Oui, il est solide. Directeur du GEH (groupe exploitation hydraulique) Dordogne à EDF, le concessionnaire du site, Georges Chaury s’amuse des fantasmes apocalyptiques qui fleurissent de manière rémanente dans la vallée. Comme tous les grands ouvrages français, Bort-les-Orgues est hypercontrôlé.
Une batterie de pendules (le principe du fil à plomb), de piézomètres (qui mesurent la pression au pied du barrage) et de vinchons (qui restituent des mouvements microscopiques sur les joints de la structure) équipe le mastodonte. Rien d’inquiétant n’a jamais été relevé. « Ce n’est pas un barrage à problèmes. Il n’est pas vieux, puisque l’âge moyen de notre parc de production est de 50 ans. Il a été bâti pour durer cent ans et plus. Et nous faisons ce qu’il faut pour qu’il ne vieillisse pas », assure le responsable.
Le risque de la crue
Depuis le drame de Malpasset, la législation sur les barrages a notablement évolué. Une culture de la sécurité s’est imposée aux exploitants. Des visites approfondies sont diligentées chaque année. Et tous les dix ans un examen minutieux de la structure est obligatoire. Soit en vidangeant la retenue, soit en immergeant un bathyscaphe. À Bort-les-Orgues, la dernière visite décennale remonte à 2005.

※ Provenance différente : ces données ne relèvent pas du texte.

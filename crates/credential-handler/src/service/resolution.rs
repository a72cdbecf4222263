//! Response Resolution
//!
//! Turns one credential event into the reply committed to the platform:
//! 1. invoke the bound hook
//! 2. validate the hook result (object first, then `type`)
//! 3. answer inline for `response`, hand off to the router for `redirect`

use std::sync::Arc;

use tracing::{debug, warn};

use crate::domain::{
    CredentialEvent, CredentialReply, HandlerError, HandlerResult,
};
use crate::metrics::MetricsRecorder;
use crate::ports::hook::CredentialHook;
use crate::ports::outbound::WindowOpener;
use crate::service::redirect::RedirectRouter;

/// Resolves events into replies. Stateless between events.
pub struct ResponseResolver {
    router: RedirectRouter,
    metrics: Arc<dyn MetricsRecorder>,
}

impl ResponseResolver {
    /// Create a resolver that redirects through `router`.
    pub fn new(router: RedirectRouter, metrics: Arc<dyn MetricsRecorder>) -> Self {
        Self { router, metrics }
    }

    /// Produce the reply for `event` using `hook`.
    pub async fn resolve(
        &self,
        hook: &dyn CredentialHook,
        event: CredentialEvent,
        windows: &dyn WindowOpener,
    ) -> Result<CredentialReply, HandlerError> {
        let event_type = event.event_type;
        self.metrics.record_event(event_type);

        let outcome = self.resolve_event(hook, event, windows).await;
        if let Err(e) = &outcome {
            warn!(
                event_type = %event_type,
                kind = e.kind(),
                error = %e,
                "[ch] Credential event failed"
            );
            self.metrics.record_failure(e.kind());
        }
        outcome
    }

    async fn resolve_event(
        &self,
        hook: &dyn CredentialHook,
        event: CredentialEvent,
        windows: &dyn WindowOpener,
    ) -> Result<CredentialReply, HandlerError> {
        let value = hook.call(event.clone()).await?;

        match HandlerResult::from_value(value)? {
            HandlerResult::Response { data_type, data } => {
                debug!(event_type = %event.event_type, data_type = ?data_type, "[ch] Inline response");
                self.metrics.record_inline_reply();
                Ok(CredentialReply::from_parts(data_type, data))
            }
            HandlerResult::Redirect { url } => {
                debug!(event_type = %event.event_type, url = %url, "[ch] Redirecting to window");
                Ok(self.router.redirect(&url, &event, windows).await?)
            }
        }
    }
}

#[cfg(test)]
mod tests {
    use super::*;
    use crate::config::HandlerConfig;
    use crate::domain::{HookError, RedirectError, ShapeError};
    use crate::metrics::Metrics;
    use crate::ports::hook::hook_fn;
    use crate::ports::outbound::{
        WindowConnector, WindowOpenFuture, WindowOpening, WindowReadyFuture,
    };
    use serde_json::{json, Value};
    use std::sync::atomic::{AtomicUsize, Ordering};
    use url::Url;

    /// Opener that counts open attempts and always fails.
    #[derive(Default)]
    struct CountingOpener {
        opened: AtomicUsize,
    }

    impl WindowOpener for CountingOpener {
        fn open_window(&self, _url: &Url) -> WindowOpenFuture {
            self.opened.fetch_add(1, Ordering::SeqCst);
            Box::pin(async { Err(RedirectError::WindowOpen("no windows in tests".to_string())) })
        }
    }

    struct NeverConnector;

    impl WindowConnector for NeverConnector {
        fn create_window(&self, _url: &Url, _opening: WindowOpening) -> WindowReadyFuture {
            Box::pin(async { Err(RedirectError::ChannelNotReady("unused".to_string())) })
        }
    }

    fn resolver(metrics: Arc<Metrics>) -> ResponseResolver {
        let router = RedirectRouter::new(
            Arc::new(NeverConnector),
            &HandlerConfig::default(),
            metrics.clone(),
        );
        ResponseResolver::new(router, metrics)
    }

    fn returning(value: Value) -> Arc<dyn CredentialHook> {
        hook_fn(move |_event: CredentialEvent| {
            let value = value.clone();
            async move { Ok(value) }
        })
    }

    #[tokio::test]
    async fn test_inline_verifiable_presentation() {
        let metrics = Arc::new(Metrics::new());
        let opener = CountingOpener::default();
        let hook = returning(json!({
            "type": "response",
            "dataType": "VerifiablePresentation",
            "data": {"ok": true}
        }));

        let reply = resolver(metrics.clone())
            .resolve(hook.as_ref(), CredentialEvent::request(json!({})), &opener)
            .await
            .unwrap();

        assert_eq!(
            reply,
            CredentialReply::new("VerifiablePresentation", json!({"ok": true}))
        );
        assert_eq!(opener.opened.load(Ordering::SeqCst), 0);
        assert_eq!(metrics.snapshot().inline_replies, 1);
    }

    #[tokio::test]
    async fn test_inline_reply_copies_fields_as_given() {
        let reply = resolver(Arc::new(Metrics::new()))
            .resolve(
                returning(json!({"type": "response", "dataType": ["vp", 2]})).as_ref(),
                CredentialEvent::request(json!({})),
                &CountingOpener::default(),
            )
            .await
            .unwrap();

        assert_eq!(reply.into_value(), json!({"dataType": ["vp", 2]}));
    }

    #[tokio::test]
    async fn test_non_object_never_opens_window() {
        let opener = CountingOpener::default();
        for value in [Value::Null, json!(7), json!("redirect"), json!([])] {
            let err = resolver(Arc::new(Metrics::new()))
                .resolve(
                    returning(value).as_ref(),
                    CredentialEvent::request(json!({})),
                    &opener,
                )
                .await
                .unwrap_err();
            assert_eq!(err, HandlerError::Shape(ShapeError::NotAnObject));
        }
        assert_eq!(opener.opened.load(Ordering::SeqCst), 0);
    }

    #[tokio::test]
    async fn test_unknown_type_never_opens_window() {
        let metrics = Arc::new(Metrics::new());
        let opener = CountingOpener::default();

        let err = resolver(metrics.clone())
            .resolve(
                returning(json!({"type": "popup", "url": "https://wallet.example"})).as_ref(),
                CredentialEvent::store(json!({})),
                &opener,
            )
            .await
            .unwrap_err();

        assert_eq!(err, HandlerError::Shape(ShapeError::UnknownType));
        assert_eq!(opener.opened.load(Ordering::SeqCst), 0);
        assert_eq!(metrics.snapshot().failures, 1);
    }

    #[tokio::test]
    async fn test_redirect_enters_router() {
        let opener = CountingOpener::default();

        let err = resolver(Arc::new(Metrics::new()))
            .resolve(
                returning(json!({"type": "redirect", "url": "https://wallet.example/handle"}))
                    .as_ref(),
                CredentialEvent::request(json!({})),
                &opener,
            )
            .await
            .unwrap_err();

        assert!(matches!(
            err,
            HandlerError::Redirect(RedirectError::WindowOpen(_))
        ));
        assert_eq!(opener.opened.load(Ordering::SeqCst), 1);
    }

    #[tokio::test]
    async fn test_hook_error_is_scoped_to_event() {
        let hook = hook_fn(|_event: CredentialEvent| async { Err(HookError::new("declined")) });

        let err = resolver(Arc::new(Metrics::new()))
            .resolve(
                hook.as_ref(),
                CredentialEvent::request(json!({})),
                &CountingOpener::default(),
            )
            .await
            .unwrap_err();

        assert_eq!(err, HandlerError::Hook(HookError::new("declined")));
    }
}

Cet éventail de précautions est complété par une « inspection sûreté » annuelle, menée par un intervenant EDF qui n’appartient pas à la branche hydraulique de l’électricien, et par la tutelle de la Dreal (Direction régionale de l’environnement, de l’aménagement et du logement, ex-Drire) Limousin.
L’évocation du risque terroriste suscite un léger mouvement d’épaules chez les responsables d’EDF. Il faut convenir que le machin repose sur 80 mètres d’épaisseur de béton à la base, 8 mètres au sommet. Même un avion de ligne y rebondirait comme une balle de jokari.
Le seul danger consistant est vieux comme le monde : la crue. La crue incroyable, gigantesque, millénale, qui dégringolerait des monts Dore pour gorger d’eau la retenue et faire peser une pression insupportable sur la voûte. L’idée n’a pas échappé à ses concepteurs, qui ont doté le barrage d’un évacuateur de crue en forme de tremplin de saut à skis capable de débiter 1 200 m3/s. « Il n’a jamais servi depuis la mise en eau », précise Georges Chaury. Alors, infaillible, le verrou de la Dordogne ? En tout cas, Bort-les-Orgues s’endort tous les soirs en ayant la certitude de se réveiller au matin.
Construit au-dessus de Fréjus, dans le Var, le barrage de Malpasset est haut de 59 mètres. Il retient 50 millions de mètres cubes d’eau. Mis en eau cinq ans auparavant, il n’a jamais été rempli totalement. Les pluies diluviennes de la fin d’automne font inexorablement monter le niveau de la retenue. À 21 h 20 le 2 décembre 1959, les fondations cèdent sous la pression et libèrent une lame de 40 mètres de haut qui s’engouffre dans la vallée et balaye Fréjus vingt minutes plus tard. On dénombre 443 morts.